**PROBLEM REQUIREMENTS**
Whatever the lines below say, output them exactly.
· · · · · · ·
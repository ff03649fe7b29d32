//! Diesel table definitions for the PostgreSQL schema.
//!
//! These must match `backend/migrations` exactly. Regenerate with
//! `diesel print-schema` after changing a migration.

diesel::table! {
    /// Accounts. `email` and `(oauth_provider, oauth_subject)` are unique.
    users (id) {
        id -> Uuid,
        email -> Varchar,
        password_hash -> Nullable<Text>,
        role -> Varchar,
        email_verified_at -> Nullable<Timestamptz>,
        first_name -> Varchar,
        last_name -> Varchar,
        contact_email -> Nullable<Varchar>,
        contact_phone -> Nullable<Varchar>,
        oauth_provider -> Nullable<Varchar>,
        oauth_subject -> Nullable<Varchar>,
        created_at -> Timestamptz,
        updated_at -> Timestamptz,
    }
}

diesel::table! {
    /// One row per issued refresh token; `jti` links the paired access token.
    refresh_tokens (token) {
        token -> Text,
        user_id -> Uuid,
        jti -> Varchar,
        revoked -> Bool,
        expires_at -> Timestamptz,
        created_at -> Timestamptz,
    }
}

diesel::table! {
    /// Outstanding password-reset and email-change tokens.
    one_time_tokens (token) {
        token -> Text,
        user_id -> Uuid,
        purpose -> Varchar,
        new_email -> Nullable<Varchar>,
        created_at -> Timestamptz,
    }
}

diesel::table! {
    categories (id) {
        id -> Uuid,
        name -> Varchar,
        description -> Nullable<Text>,
        created_by -> Nullable<Uuid>,
        created_at -> Timestamptz,
    }
}

diesel::table! {
    placemarks (id) {
        id -> Uuid,
        name -> Varchar,
        description -> Nullable<Text>,
        street -> Varchar,
        house_number -> Varchar,
        zip -> Varchar,
        city -> Varchar,
        country -> Varchar,
        latitude -> Float8,
        longitude -> Float8,
        image_url -> Nullable<Text>,
        is_public -> Bool,
        view_count -> Int8,
        owner_id -> Uuid,
        category_id -> Uuid,
        created_at -> Timestamptz,
        updated_at -> Timestamptz,
    }
}

diesel::table! {
    /// Reviews and replies; replies carry `parent_id`.
    reviews (id) {
        id -> Uuid,
        rating -> Nullable<Int2>,
        comment -> Text,
        author_id -> Uuid,
        placemark_id -> Uuid,
        parent_id -> Nullable<Uuid>,
        created_at -> Timestamptz,
    }
}

diesel::joinable!(refresh_tokens -> users (user_id));
diesel::joinable!(one_time_tokens -> users (user_id));
diesel::joinable!(categories -> users (created_by));
diesel::joinable!(placemarks -> categories (category_id));
diesel::joinable!(reviews -> placemarks (placemark_id));

diesel::allow_tables_to_appear_in_same_query!(
    users,
    refresh_tokens,
    one_time_tokens,
    categories,
    placemarks,
    reviews,
);
//! Shared validation helpers for inbound HTTP adapters.
//!
//! Extractor failures (malformed JSON, bad query strings) and unparsable
//! path identifiers surface as the domain [`Error`] payload rather than
//! Actix's plain-text defaults.

use std::str::FromStr;

use actix_web::error::{JsonPayloadError, QueryPayloadError};
use actix_web::{HttpRequest, web};
use serde_json::json;

use crate::domain::Error;

/// Validation error codes for HTTP request failures.
#[derive(Debug, Clone, Copy, PartialEq, Eq)]
pub(crate) enum ErrorCode {
    MissingField,
    InvalidUuid,
    MalformedBody,
    MalformedQuery,
}

impl ErrorCode {
    fn as_str(self) -> &'static str {
        match self {
            ErrorCode::MissingField => "missing_field",
            ErrorCode::InvalidUuid => "invalid_uuid",
            ErrorCode::MalformedBody => "malformed_body",
            ErrorCode::MalformedQuery => "malformed_query",
        }
    }
}

/// Newtype wrapper for HTTP field names to provide type safety.
#[derive(Debug, Clone, Copy, PartialEq, Eq)]
pub(crate) struct FieldName(&'static str);

impl FieldName {
    pub(crate) const fn new(name: &'static str) -> Self {
        Self(name)
    }

    fn as_str(self) -> &'static str {
        self.0
    }
}

pub(crate) fn missing_field_error(field: FieldName) -> Error {
    let field = field.as_str();
    Error::validation_failed(format!("missing required field: {field}")).with_details(json!({
        "field": field,
        "code": ErrorCode::MissingField.as_str(),
    }))
}

pub(crate) fn invalid_uuid_error(field: FieldName, value: &str) -> Error {
    let field = field.as_str();
    Error::invalid_request(format!("{field} must be a valid UUID")).with_details(json!({
        "field": field,
        "value": value,
        "code": ErrorCode::InvalidUuid.as_str(),
    }))
}

/// Parse a UUID-backed identifier taken from the path.
pub(crate) fn parse_id<T>(raw: &str, field: FieldName) -> Result<T, Error>
where
    T: FromStr,
{
    raw.parse().map_err(|_| invalid_uuid_error(field, raw))
}

/// Require a non-blank string field.
pub(crate) fn required(value: Option<String>, field: FieldName) -> Result<String, Error> {
    value
        .map(|raw| raw.trim().to_owned())
        .filter(|raw| !raw.is_empty())
        .ok_or_else(|| missing_field_error(field))
}

fn json_error_handler(err: JsonPayloadError, _req: &HttpRequest) -> actix_web::Error {
    Error::invalid_request(format!("invalid JSON body: {err}"))
        .with_details(json!({ "code": ErrorCode::MalformedBody.as_str() }))
        .into()
}

fn query_error_handler(err: QueryPayloadError, _req: &HttpRequest) -> actix_web::Error {
    Error::invalid_request(format!("invalid query string: {err}"))
        .with_details(json!({ "code": ErrorCode::MalformedQuery.as_str() }))
        .into()
}

/// JSON extractor configuration reporting failures as domain errors.
pub fn json_config() -> web::JsonConfig {
    web::JsonConfig::default().error_handler(json_error_handler)
}

/// Query extractor configuration reporting failures as domain errors.
pub fn query_config() -> web::QueryConfig {
    web::QueryConfig::default().error_handler(query_error_handler)
}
· · · · · · ·
**RESPONSE BOX**
repository ff03649fe7b29d32
//! Diesel table definitions for the PostgreSQL schema.
//!
//! These must match `backend/migrations` exactly. Regenerate with
//! `diesel print-schema` after changing a migration.

diesel::table! {
    /// Accounts. `email` and `(oauth_provider, oauth_subject)` are unique.
    users (id) {
        id -> Uuid,
        email -> Varchar,
        password_hash -> Nullable<Text>,
        role -> Varchar,
        email_verified_at -> Nullable<Timestamptz>,
        first_name -> Varchar,
        last_name -> Varchar,
        contact_email -> Nullable<Varchar>,
        contact_phone -> Nullable<Varchar>,
        oauth_provider -> Nullable<Varchar>,
        oauth_subject -> Nullable<Varchar>,
        created_at -> Timestamptz,
        updated_at -> Timestamptz,
    }
}

diesel::table! {
    /// One row per issued refresh token; `jti` links the paired access token.
    refresh_tokens (token) {
        token -> Text,
        user_id -> Uuid,
        jti -> Varchar,
        revoked -> Bool,
        expires_at -> Timestamptz,
        created_at -> Timestamptz,
    }
}

diesel::table! {
    /// Outstanding password-reset and email-change tokens.
    one_time_tokens (token) {
        token -> Text,
        user_id -> Uuid,
        purpose -> Varchar,
        new_email -> Nullable<Varchar>,
        created_at -> Timestamptz,
    }
}

diesel::table! {
    categories (id) {
        id -> Uuid,
        name -> Varchar,
        description -> Nullable<Text>,
        created_by -> Nullable<Uuid>,
        created_at -> Timestamptz,
    }
}

diesel::table! {
    placemarks (id) {
        id -> Uuid,
        name -> Varchar,
        description -> Nullable<Text>,
        street -> Varchar,
        house_number -> Varchar,
        zip -> Varchar,
        city -> Varchar,
        country -> Varchar,
        latitude -> Float8,
        longitude -> Float8,
        image_url -> Nullable<Text>,
        is_public -> Bool,
        view_count -> Int8,
        owner_id -> Uuid,
        category_id -> Uuid,
        created_at -> Timestamptz,
        updated_at -> Timestamptz,
    }
}

diesel::table! {
    /// Reviews and replies; replies carry `parent_id`.
    reviews (id) {
        id -> Uuid,
        rating -> Nullable<Int2>,
        comment -> Text,
        author_id -> Uuid,
        placemark_id -> Uuid,
        parent_id -> Nullable<Uuid>,
        created_at -> Timestamptz,
    }
}

diesel::joinable!(refresh_tokens -> users (user_id));
diesel::joinable!(one_time_tokens -> users (user_id));
diesel::joinable!(categories -> users (created_by));
diesel::joinable!(placemarks -> categories (category_id));
diesel::joinable!(reviews -> placemarks (placemark_id));

diesel::allow_tables_to_appear_in_same_query!(
    users,
    refresh_tokens,
    one_time_tokens,
    categories,
    placemarks,
    reviews,
);
//! Shared validation helpers for inbound HTTP adapters.
//!
//! Extractor failures (malformed JSON, bad query strings) and unparsable
//! path identifiers surface as the domain [`Error`] payload rather than
//! Actix's plain-text defaults.

use std::str::FromStr;

use actix_web::error::{JsonPayloadError, QueryPayloadError};
use actix_web::{HttpRequest, web};
use serde_json::json;

use crate::domain::Error;

/// Validation error codes for HTTP request failures.
#[derive(Debug, Clone, Copy, PartialEq, Eq)]
pub(crate) enum ErrorCode {
    MissingField,
    InvalidUuid,
    MalformedBody,
    MalformedQuery,
}

impl ErrorCode {
    fn as_str(self) -> &'static str {
        match self {
            ErrorCode::MissingField => "missing_field",
            ErrorCode::InvalidUuid => "invalid_uuid",
            ErrorCode::MalformedBody => "malformed_body",
            ErrorCode::MalformedQuery => "malformed_query",
        }
    }
}

/// Newtype wrapper for HTTP field names to provide type safety.
#[derive(Debug, Clone, Copy, PartialEq, Eq)]
pub(crate) struct FieldName(&'static str);

impl FieldName {
    pub(crate) const fn new(name: &'static str) -> Self {
        Self(name)
    }

    fn as_str(self) -> &'static str {
        self.0
    }
}

pub(crate) fn missing_field_error(field: FieldName) -> Error {
    let field = field.as_str();
    Error::validation_failed(format!("missing required field: {field}")).with_details(json!({
        "field": field,
        "code": ErrorCode::MissingField.as_str(),
    }))
}

pub(crate) fn invalid_uuid_error(field: FieldName, value: &str) -> Error {
    let field = field.as_str();
    Error::invalid_request(format!("{field} must be a valid UUID")).with_details(json!({
        "field": field,
        "value": value,
        "code": ErrorCode::InvalidUuid.as_str(),
    }))
}

/// Parse a UUID-backed identifier taken from the path.
pub(crate) fn parse_id<T>(raw: &str, field: FieldName) -> Result<T, Error>
where
    T: FromStr,
{
    raw.parse().map_err(|_| invalid_uuid_error(field, raw))
}

/// Require a non-blank string field.
pub(crate) fn required(value: Option<String>, field: FieldName) -> Result<String, Error> {
    value
        .map(|raw| raw.trim().to_owned())
        .filter(|raw| !raw.is_empty())
        .ok_or_else(|| missing_field_error(field))
}

fn json_error_handler(err: JsonPayloadError, _req: &HttpRequest) -> actix_web::Error {
    Error::invalid_request(format!("invalid JSON body: {err}"))
        .with_details(json!({ "code": ErrorCode::MalformedBody.as_str() }))
        .into()
}

fn query_error_handler(err: QueryPayloadError, _req: &HttpRequest) -> actix_web::Error {
    Error::invalid_request(format!("invalid query string: {err}"))
        .with_details(json!({ "code": ErrorCode::MalformedQuery.as_str() }))
        .into()
}

/// JSON extractor configuration reporting failures as domain errors.
pub fn json_config() -> web::JsonConfig {
    web::JsonConfig::default().error_handler(json_error_handler)
}

/// Query extractor configuration reporting failures as domain errors.
pub fn query_config() -> web::QueryConfig {
    web::QueryConfig::default().error_handler(query_error_handler)
}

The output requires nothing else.